• **EXERCISE DETAILS**
Lines from the one containing "criterion_group!(benches, bench_encode, bench_decode);" through the end of the material below should be given again exactly, with no others.

• **DATA SHOWN**
******
use std::time::{Duration, Instant};

use criterion::{black_box, criterion_group, criterion_main, Criterion};
use nice_bust4::codes::submenu;
use nice_bust4::receiver::FrameReceiver;
use nice_bust4::{
    validate_frame, BusAddress, CommandEncoder, ControlCommand, Packet, RunMode, Whose,
};

const GET_MAN: [u8; 16] = [
    0x55, 0x0D, 0x00, 0xFF, 0x00, 0x66, 0x08, 0x06, 0x97, 0x00, 0x08, 0x99, 0x00, 0x00, 0x91,
    0x0D,
];

fn bench_encode(c: &mut Criterion) {
    let encoder = CommandEncoder::new(BusAddress::CONTROLLER, BusAddress::BROADCAST);

    c.bench_function("encode_control", |b| {
        b.iter(|| encoder.control(black_box(ControlCommand::StepByStep)))
    });

    c.bench_function("encode_info_request", |b| {
        b.iter(|| {
            encoder.info(
                BusAddress::BROADCAST,
                Whose::ControlUnit,
                black_box(submenu::CUR_POS),
                RunMode::Get,
                0x00,
                &[],
            )
        })
    });
}

fn bench_decode(c: &mut Criterion) {
    c.bench_function("validate_frame", |b| {
        b.iter(|| validate_frame(black_box(&GET_MAN)))
    });

    c.bench_function("decode_packet", |b| {
        b.iter(|| Packet::decode(black_box(&GET_MAN)))
    });

    c.bench_function("receiver_stream", |b| {
        let stream: Vec<u8> = GET_MAN.iter().copied().cycle().take(GET_MAN.len() * 32).collect();
        b.iter(|| {
            let mut rx = FrameReceiver::new(Duration::from_millis(50));
            let now = Instant::now();
            stream
                .iter()
                .filter_map(|byte| rx.push(*byte, now))
                .count()
        })
    });
}

criterion_group!(benches, bench_encode, bench_decode);
criterion_main!(benches);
******
• **WRITTEN ANSWER**
criterion_group!(benches, bench_encode, bench_decode);
criterion_main!(benches);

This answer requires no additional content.